I did an analysis through the cBioPortal website and another one using TCGAbiolinks to get the TCGA files and then DESeq2 locally. Although there is a good overlap (58%) of differentially expressed (DE) genes, I'm curious to understand why there isn't a more satisfactory overlap when comparing the two pipelines.

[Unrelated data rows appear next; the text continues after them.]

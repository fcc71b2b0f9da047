//! Permission identifiers and the capability set a principal carries.

use std::collections::BTreeMap;
use std::fmt;
use std::str::FromStr;

use crate::rights::{self, ActionMask};
use crate::types::{Action, ResourceKind};

/// Names one action on one resource kind, written `<action>_<resource>`
/// (`view_client`, `delete_package`).
#[derive(Debug, Copy, Clone, PartialEq, Eq, Hash, PartialOrd, Ord)]
pub struct PermissionId {
    pub action: Action,
    pub resource: ResourceKind,
}

impl PermissionId {
    pub const fn new(action: Action, resource: ResourceKind) -> Self {
        PermissionId { action, resource }
    }

    /// Every identifier the back office knows about.
    pub fn catalog() -> impl Iterator<Item = PermissionId> {
        ResourceKind::ALL
            .into_iter()
            .flat_map(|r| Action::ALL.into_iter().map(move |a| PermissionId::new(a, r)))
    }

    /// Parses a codename, accepting an `<app_label>.` prefix when it matches `app_label`.
    pub fn parse_qualified(s: &str, app_label: &str) -> Result<Self, ParsePermissionError> {
        match s.split_once('.') {
            Some((label, codename)) if label == app_label => codename.parse(),
            Some(_) => Err(ParsePermissionError(s.to_string())),
            None => s.parse(),
        }
    }
}

impl fmt::Display for PermissionId {
    fn fmt(&self, f: &mut fmt::Formatter<'_>) -> fmt::Result {
        write!(f, "{}_{}", self.action, self.resource)
    }
}

#[derive(Debug, Clone, PartialEq, Eq, thiserror::Error)]
#[error("unknown permission {0:?}")]
pub struct ParsePermissionError(pub String);

impl FromStr for PermissionId {
    type Err = ParsePermissionError;

    fn from_str(s: &str) -> Result<Self, Self::Err> {
        let (action, resource) = s
            .split_once('_')
            .ok_or_else(|| ParsePermissionError(s.to_string()))?;
        match (Action::from_codename(action), ResourceKind::from_codename(resource)) {
            (Some(action), Some(resource)) => Ok(PermissionId::new(action, resource)),
            _ => Err(ParsePermissionError(s.to_string())),
        }
    }
}

impl serde::Serialize for PermissionId {
    fn serialize<S: serde::Serializer>(&self, serializer: S) -> Result<S::Ok, S::Error> {
        serializer.collect_str(self)
    }
}

impl<'de> serde::Deserialize<'de> for PermissionId {
    fn deserialize<D: serde::Deserializer<'de>>(deserializer: D) -> Result<Self, D::Error> {
        let s = String::deserialize(deserializer)?;
        s.parse().map_err(serde::de::Error::custom)
    }
}

/// The set of permissions granted to a principal, stored as one action mask
/// per resource kind.
#[derive(Debug, Clone, Default, PartialEq, Eq, serde::Serialize, serde::Deserialize)]
#[serde(into = "Vec<PermissionId>", from = "Vec<PermissionId>")]
pub struct PermissionSet {
    masks: BTreeMap<ResourceKind, ActionMask>,
}

impl PermissionSet {
    pub fn new() -> Self {
        Self::default()
    }

    /// Grants every action on every resource kind.
    pub fn full() -> Self {
        let masks = ResourceKind::ALL
            .into_iter()
            .map(|r| (r, rights::core::ALL))
            .collect();
        PermissionSet { masks }
    }

    pub fn insert(&mut self, perm: PermissionId) {
        *self.masks.entry(perm.resource).or_insert(0) |= rights::bit(perm.action);
    }

    /// Grants all actions in `mask` on `resource`.
    pub fn grant(&mut self, resource: ResourceKind, mask: ActionMask) {
        let mask = mask & rights::core::ALL;
        if mask != 0 {
            *self.masks.entry(resource).or_insert(0) |= mask;
        }
    }

    pub fn contains(&self, perm: &PermissionId) -> bool {
        self.masks
            .get(&perm.resource)
            .is_some_and(|have| rights::sufficient(*have, rights::bit(perm.action)))
    }

    pub fn mask(&self, resource: ResourceKind) -> ActionMask {
        self.masks.get(&resource).copied().unwrap_or(0)
    }

    pub fn extend_from(&mut self, other: &PermissionSet) {
        for (resource, mask) in &other.masks {
            self.grant(*resource, *mask);
        }
    }

    pub fn is_empty(&self) -> bool {
        self.masks.values().all(|m| *m == 0)
    }

    pub fn len(&self) -> usize {
        self.iter().count()
    }

    /// Permissions in catalog order (resource, then action).
    pub fn iter(&self) -> impl Iterator<Item = PermissionId> + '_ {
        self.masks
            .iter()
            .flat_map(|(r, m)| rights::actions_in(*m).map(move |a| PermissionId::new(a, *r)))
    }
}

impl FromIterator<PermissionId> for PermissionSet {
    fn from_iter<I: IntoIterator<Item = PermissionId>>(iter: I) -> Self {
        let mut set = PermissionSet::new();
        for perm in iter {
            set.insert(perm);
        }
        set
    }
}

impl From<Vec<PermissionId>> for PermissionSet {
    fn from(perms: Vec<PermissionId>) -> Self {
        perms.into_iter().collect()
    }
}

impl From<PermissionSet> for Vec<PermissionId> {
    fn from(set: PermissionSet) -> Self {
        set.iter().collect()
    }
}

#[cfg(test)]
mod tests {
    use super::*;

    #[test]
    fn parses_codenames() {
        let perm: PermissionId = "view_client".parse().unwrap();
        assert_eq!(perm, PermissionId::new(Action::View, ResourceKind::Client));
        let perm: PermissionId = "delete_paymentmethod".parse().unwrap();
        assert_eq!(perm, PermissionId::new(Action::Delete, ResourceKind::PaymentMethod));
        assert_eq!(perm.to_string(), "delete_paymentmethod");
    }

    #[test]
    fn rejects_unknown_codenames() {
        for bad in ["", "view", "view_", "_client", "read_client", "view_cliente", "view_client_extra"] {
            assert!(bad.parse::<PermissionId>().is_err(), "{bad:?} should be rejected");
        }
    }

    #[test]
    fn qualified_names_must_match_app_label() {
        let perm = PermissionId::parse_qualified("core.add_package", "core").unwrap();
        assert_eq!(perm, PermissionId::new(Action::Add, ResourceKind::Package));
        assert!(PermissionId::parse_qualified("auth.add_package", "core").is_err());
        assert!(PermissionId::parse_qualified("add_package", "core").is_ok());
    }

    #[test]
    fn catalog_covers_every_pair() {
        assert_eq!(PermissionId::catalog().count(), 44);
        assert_eq!(PermissionSet::full().len(), 44);
    }

    #[test]
    fn set_membership() {
        let set: PermissionSet = ["view_client", "add_client", "view_package"]
            .iter()
            .map(|s| s.parse::<PermissionId>().unwrap())
            .collect();
        assert!(set.contains(&"view_client".parse().unwrap()));
        assert!(set.contains(&"add_client".parse().unwrap()));
        assert!(!set.contains(&"change_client".parse().unwrap()));
        assert!(!set.contains(&"view_product".parse().unwrap()));
        assert_eq!(set.len(), 3);
        assert!(!set.is_empty());
        assert!(PermissionSet::new().is_empty());
    }

    #[test]
    fn serializes_as_codename_list() {
        let set: PermissionSet = vec![
            PermissionId::new(Action::Delete, ResourceKind::Client),
            PermissionId::new(Action::View, ResourceKind::Client),
        ]
        .into();
        let json = serde_json::to_string(&set).unwrap();
        assert_eq!(json, r#"["view_client","delete_client"]"#);
        let back: PermissionSet = serde_json::from_str(&json).unwrap();
        assert_eq!(back, set);
        assert!(serde_json::from_str::<PermissionSet>(r#"["fly_client"]"#).is_err());
    }
}
//! Session tokens and their resolution into principals.
//!
//! Credential checking happens outside this crate. Once an employee has
//! logged in, the caller opens a session and presents its token on every
//! request; the token is resolved against the current store so permission
//! and activity changes take effect immediately.

use std::collections::HashMap;
use std::fmt;

use uuid::Uuid;

use crate::access::principal::User;
use crate::error::{AuthError, BackofficeError};
use crate::store::Store;
use crate::types::{RecordId, ResourceKind};

/// Opaque session handle.
#[derive(Debug, Clone, Copy, PartialEq, Eq, Hash, serde::Serialize, serde::Deserialize)]
#[serde(transparent)]
pub struct SessionToken(Uuid);

impl SessionToken {
    fn generate() -> Self {
        SessionToken(Uuid::new_v4())
    }
}

impl fmt::Display for SessionToken {
    fn fmt(&self, f: &mut fmt::Formatter<'_>) -> fmt::Result {
        self.0.fmt(f)
    }
}

#[derive(Debug, Clone, Default)]
pub struct SessionStore {
    sessions: HashMap<SessionToken, RecordId>,
}

impl SessionStore {
    pub fn new() -> Self {
        Self::default()
    }

    /// Opens a session for an active employee.
    pub fn open(&mut self, store: &Store, employee: RecordId) -> Result<SessionToken, BackofficeError> {
        let row = store
            .employees
            .get(employee)
            .ok_or(BackofficeError::not_found(ResourceKind::Employee, employee))?;
        if !row.is_active {
            return Err(AuthError::Inactive(employee).into());
        }
        let token = SessionToken::generate();
        self.sessions.insert(token, employee);
        tracing::info!(employee = %employee, "session opened");
        Ok(token)
    }

    /// Ends a session. Returns whether it existed.
    pub fn close(&mut self, token: &SessionToken) -> bool {
        self.sessions.remove(token).is_some()
    }

    /// Drops every session of an employee.
    pub fn close_all(&mut self, employee: RecordId) -> usize {
        let before = self.sessions.len();
        self.sessions.retain(|_, e| *e != employee);
        before - self.sessions.len()
    }

    pub fn len(&self) -> usize {
        self.sessions.len()
    }

    pub fn is_empty(&self) -> bool {
        self.sessions.is_empty()
    }

    /// Builds the principal behind `token` from the current store.
    pub fn resolve(&self, store: &Store, token: &SessionToken) -> Result<User, AuthError> {
        let employee = *self.sessions.get(token).ok_or(AuthError::UnknownSession)?;
        let row = store.employees.get(employee).ok_or(AuthError::PrincipalMissing(employee))?;
        if !row.is_active {
            return Err(AuthError::Inactive(employee));
        }
        let permissions = store
            .effective_permissions(employee)
            .ok_or(AuthError::PrincipalMissing(employee))?;
        Ok(User {
            id: employee,
            email: row.email.clone(),
            superuser: row.is_superuser,
            permissions,
        })
    }
}

#[cfg(test)]
mod tests {
    use super::*;
    use crate::access::principal::Principal;
    use chrono::{TimeZone, Utc};

    fn store_with_employee() -> (Store, RecordId) {
        let mut store = Store::default();
        let now = Utc.with_ymd_and_hms(2026, 2, 2, 8, 0, 0).unwrap();
        let id = store.create_user("desk@agency.test", "Desk", now).unwrap();
        (store, id)
    }

    #[test]
    fn resolves_current_permissions() {
        let (mut store, id) = store_with_employee();
        let mut sessions = SessionStore::new();
        let token = sessions.open(&store, id).unwrap();

        let user = sessions.resolve(&store, &token).unwrap();
        assert!(user.permissions.is_empty());

        let perm = "view_client".parse().unwrap();
        store.grant(id, perm).unwrap();
        let user = sessions.resolve(&store, &token).unwrap();
        assert!(user.has_permission(&perm));
        assert!(!user.is_superuser());
    }

    #[test]
    fn resolution_failures() {
        let (mut store, id) = store_with_employee();
        let mut sessions = SessionStore::new();
        let token = sessions.open(&store, id).unwrap();

        store.employees.get_mut(id).unwrap().is_active = false;
        assert_eq!(sessions.resolve(&store, &token), Err(AuthError::Inactive(id)));

        store.delete(ResourceKind::Employee, id).unwrap();
        assert_eq!(sessions.resolve(&store, &token), Err(AuthError::PrincipalMissing(id)));

        assert!(sessions.close(&token));
        assert_eq!(sessions.resolve(&store, &token), Err(AuthError::UnknownSession));
    }

    #[test]
    fn inactive_employee_cannot_open_session() {
        let (mut store, id) = store_with_employee();
        store.employees.get_mut(id).unwrap().is_active = false;
        let err = SessionStore::new().open(&store, id).unwrap_err();
        assert!(matches!(err, BackofficeError::Authentication(AuthError::Inactive(_))));
    }

    #[test]
    fn close_all_drops_every_session_of_employee() {
        let (store, id) = store_with_employee();
        let mut sessions = SessionStore::new();
        sessions.open(&store, id).unwrap();
        sessions.open(&store, id).unwrap();
        assert_eq!(sessions.close_all(id), 2);
        assert!(sessions.is_empty());
    }
}
#![no_main]

//! Feeds arbitrary JSON requests to the dispatcher as a permission-less
//! employee: every one must be refused without touching the store.

use libfuzzer_sys::fuzz_target;
use voyage_core::testing::Agency;
use voyage_core::{Request, Response};

fuzz_target!(|data: &[u8]| {
    let Ok(request) = serde_json::from_slice::<Request>(data) else {
        return;
    };
    let Ok(mut agency) = Agency::new() else {
        return;
    };
    agency.seed_catalog();
    let Ok(token) = agency.login(agency.clerk) else {
        return;
    };
    let before = agency.office.store.clone();
    let response = agency.office.handle(Some(&token), &request);
    if matches!(request, Request::Dashboard) {
        return;
    }
    assert!(matches!(response, Ok(Response::Redirect(_))));
    assert_eq!(agency.office.store, before);
});
//! Requests the back office serves and the responses it produces.

use crate::access::guard::ProtectedOperation;
use crate::domain::booking::Reservation;
use crate::domain::catalog::{Destination, Package, PaymentMethod, Product, Supplier};
use crate::domain::crm::{Client, Interaction};
use crate::domain::forms::Form;
use crate::domain::staff::{Employee, Position, Role};
use crate::routes::Route;
use crate::store::{ListQuery, Page};
use crate::types::{Action, RecordId, ResourceKind};

#[derive(Debug, Clone, PartialEq, serde::Serialize, serde::Deserialize)]
#[serde(tag = "op", rename_all = "snake_case")]
pub enum Request {
    /// The landing page.
    Dashboard,
    List {
        resource: ResourceKind,
        #[serde(default)]
        query: ListQuery,
    },
    /// Display an empty create form (`id: None`) or an edit form.
    Prepare {
        resource: ResourceKind,
        id: Option<RecordId>,
    },
    Create(Form),
    Update {
        id: RecordId,
        form: Form,
    },
    Delete {
        resource: ResourceKind,
        id: RecordId,
    },
}

impl Request {
    pub fn list(resource: ResourceKind) -> Self {
        Request::List { resource, query: ListQuery::default() }
    }

    pub fn resource(&self) -> Option<ResourceKind> {
        match self {
            Request::Dashboard => None,
            Request::List { resource, .. }
            | Request::Prepare { resource, .. }
            | Request::Delete { resource, .. } => Some(*resource),
            Request::Create(form) | Request::Update { form, .. } => Some(form.resource()),
        }
    }

    /// The route serving this request and the one permission it requires.
    pub fn protected_operation(&self) -> ProtectedOperation {
        match self {
            Request::Dashboard => ProtectedOperation::open(Route::Index),
            Request::List { resource, .. } => ProtectedOperation::crud(*resource, Action::View),
            Request::Prepare { resource, id: None } => ProtectedOperation::crud(*resource, Action::Add),
            Request::Prepare { resource, id: Some(_) } => ProtectedOperation::crud(*resource, Action::Change),
            Request::Create(form) => ProtectedOperation::crud(form.resource(), Action::Add),
            Request::Update { form, .. } => ProtectedOperation::crud(form.resource(), Action::Change),
            Request::Delete { resource, .. } => ProtectedOperation::crud(*resource, Action::Delete),
        }
    }
}

/// Record counts shown on the dashboard, in [`ResourceKind::ALL`] order.
#[derive(Debug, Clone, PartialEq, Eq)]
pub struct Dashboard {
    pub counts: Vec<(ResourceKind, usize)>,
}

impl Dashboard {
    pub fn count(&self, resource: ResourceKind) -> usize {
        self.counts
            .iter()
            .find(|(r, _)| *r == resource)
            .map_or(0, |(_, n)| *n)
    }
}

/// One page of one resource's list.
#[derive(Debug, Clone, PartialEq, Eq)]
pub enum Listing {
    Clients(Page<Client>),
    Interactions(Page<Interaction>),
    Suppliers(Page<Supplier>),
    Destinations(Page<Destination>),
    Products(Page<Product>),
    Packages(Page<Package>),
    PaymentMethods(Page<PaymentMethod>),
    Reservations(Page<Reservation>),
    Employees(Page<Employee>),
    Positions(Page<Position>),
    Roles(Page<Role>),
}

impl Listing {
    pub fn total(&self) -> usize {
        match self {
            Listing::Clients(p) => p.total,
            Listing::Interactions(p) => p.total,
            Listing::Suppliers(p) => p.total,
            Listing::Destinations(p) => p.total,
            Listing::Products(p) => p.total,
            Listing::Packages(p) => p.total,
            Listing::PaymentMethods(p) => p.total,
            Listing::Reservations(p) => p.total,
            Listing::Employees(p) => p.total,
            Listing::Positions(p) => p.total,
            Listing::Roles(p) => p.total,
        }
    }

    /// Ids of the rows on this page, in display order.
    pub fn ids(&self) -> Vec<RecordId> {
        fn ids<T>(page: &Page<T>, id: impl Fn(&T) -> RecordId) -> Vec<RecordId> {
            page.items.iter().map(id).collect()
        }
        match self {
            Listing::Clients(p) => ids(p, |r| r.id),
            Listing::Interactions(p) => ids(p, |r| r.id),
            Listing::Suppliers(p) => ids(p, |r| r.id),
            Listing::Destinations(p) => ids(p, |r| r.id),
            Listing::Products(p) => ids(p, |r| r.id),
            Listing::Packages(p) => ids(p, |r| r.id),
            Listing::PaymentMethods(p) => ids(p, |r| r.id),
            Listing::Reservations(p) => ids(p, |r| r.id),
            Listing::Employees(p) => ids(p, |r| r.id),
            Listing::Positions(p) => ids(p, |r| r.id),
            Listing::Roles(p) => ids(p, |r| r.id),
        }
    }
}

/// Everything needed to render a create or edit form besides the record itself.
#[derive(Debug, Clone, PartialEq, Eq)]
pub struct FormContext {
    pub resource: ResourceKind,
    /// Record being edited, `None` on create.
    pub record: Option<RecordId>,
    pub page_title: String,
    pub submit_label: String,
    pub cancel: Route,
    /// Reservation form only: packages labelled with their destinations.
    pub package_choices: Vec<(RecordId, String)>,
    /// Reservation form only: read-only destinations of the selected package.
    pub destinations: Option<String>,
}

#[derive(Debug, Clone, PartialEq, Eq)]
pub enum Response {
    /// The guard refused the request.
    Redirect(Route),
    Dashboard(Dashboard),
    Listing(Listing),
    Form(FormContext),
    Saved {
        id: RecordId,
        message: String,
        redirect: Route,
    },
    Deleted {
        message: String,
        redirect: Route,
    },
}

impl Response {
    pub fn redirect(&self) -> Option<Route> {
        match self {
            Response::Redirect(route)
            | Response::Saved { redirect: route, .. }
            | Response::Deleted { redirect: route, .. } => Some(*route),
            _ => None,
        }
    }

    /// The flash message of a successful mutation.
    pub fn message(&self) -> Option<&str> {
        match self {
            Response::Saved { message, .. } | Response::Deleted { message, .. } => Some(message),
            _ => None,
        }
    }
}

#[cfg(test)]
mod tests {
    use super::*;
    use crate::domain::forms::ClientForm;

    #[test]
    fn every_request_maps_to_one_operation() {
        let op = Request::Prepare { resource: ResourceKind::Package, id: Some(RecordId(3)) }.protected_operation();
        assert_eq!(op.required.unwrap().to_string(), "change_package");
        assert_eq!(op.route, Route::Update(ResourceKind::Package));

        let op = Request::Prepare { resource: ResourceKind::Package, id: None }.protected_operation();
        assert_eq!(op.required.unwrap().to_string(), "add_package");

        let op = Request::Create(Form::Client(ClientForm::default())).protected_operation();
        assert_eq!(op.required.unwrap().to_string(), "add_client");

        assert_eq!(Request::Dashboard.protected_operation().required, None);
        assert_eq!(
            Request::list(ResourceKind::PaymentMethod).protected_operation().required.unwrap().to_string(),
            "view_paymentmethod"
        );
    }

    #[test]
    fn requests_deserialize_from_json() {
        let req: Request = serde_json::from_str(r#"{"op": "delete", "resource": "client", "id": 4}"#).unwrap();
        assert_eq!(req, Request::Delete { resource: ResourceKind::Client, id: RecordId(4) });

        let req: Request = serde_json::from_str(r#"{"op": "list", "resource": "package"}"#).unwrap();
        assert_eq!(req, Request::list(ResourceKind::Package));
    }
}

This is the analysis using cBioPortal: https://www.cbioportal.org/comparison/mrna?comparisonId=63b2d2551cec6922c422d9a2
I noticed the DE genes in my analysis that are not statistically DE in cBioPortal are mostly genes with low counts. I have already tried to filter these genes using:
keep <- rowSums( counts(dds) >= 5 ) >= 50 #since I am working with >950 samples dds <- dds[keep,]
But I keep seeing very low expressed genes as the top DE genes (lower padj) in my analysis.
Some examples that could be checked in the link above; these genes are DE in my analysis, but not in cBioPortal: "ALDH3A1" "STEAP1B" "GHSR" "KRT12"
One gene, "OR3A3", for example, is up-regulated in the “High” group in cBioPortal, but downregulated in the “High” group in my analysis.
Is there a way to get a better overlaping or that is what it is?
I will be glad to provide more details.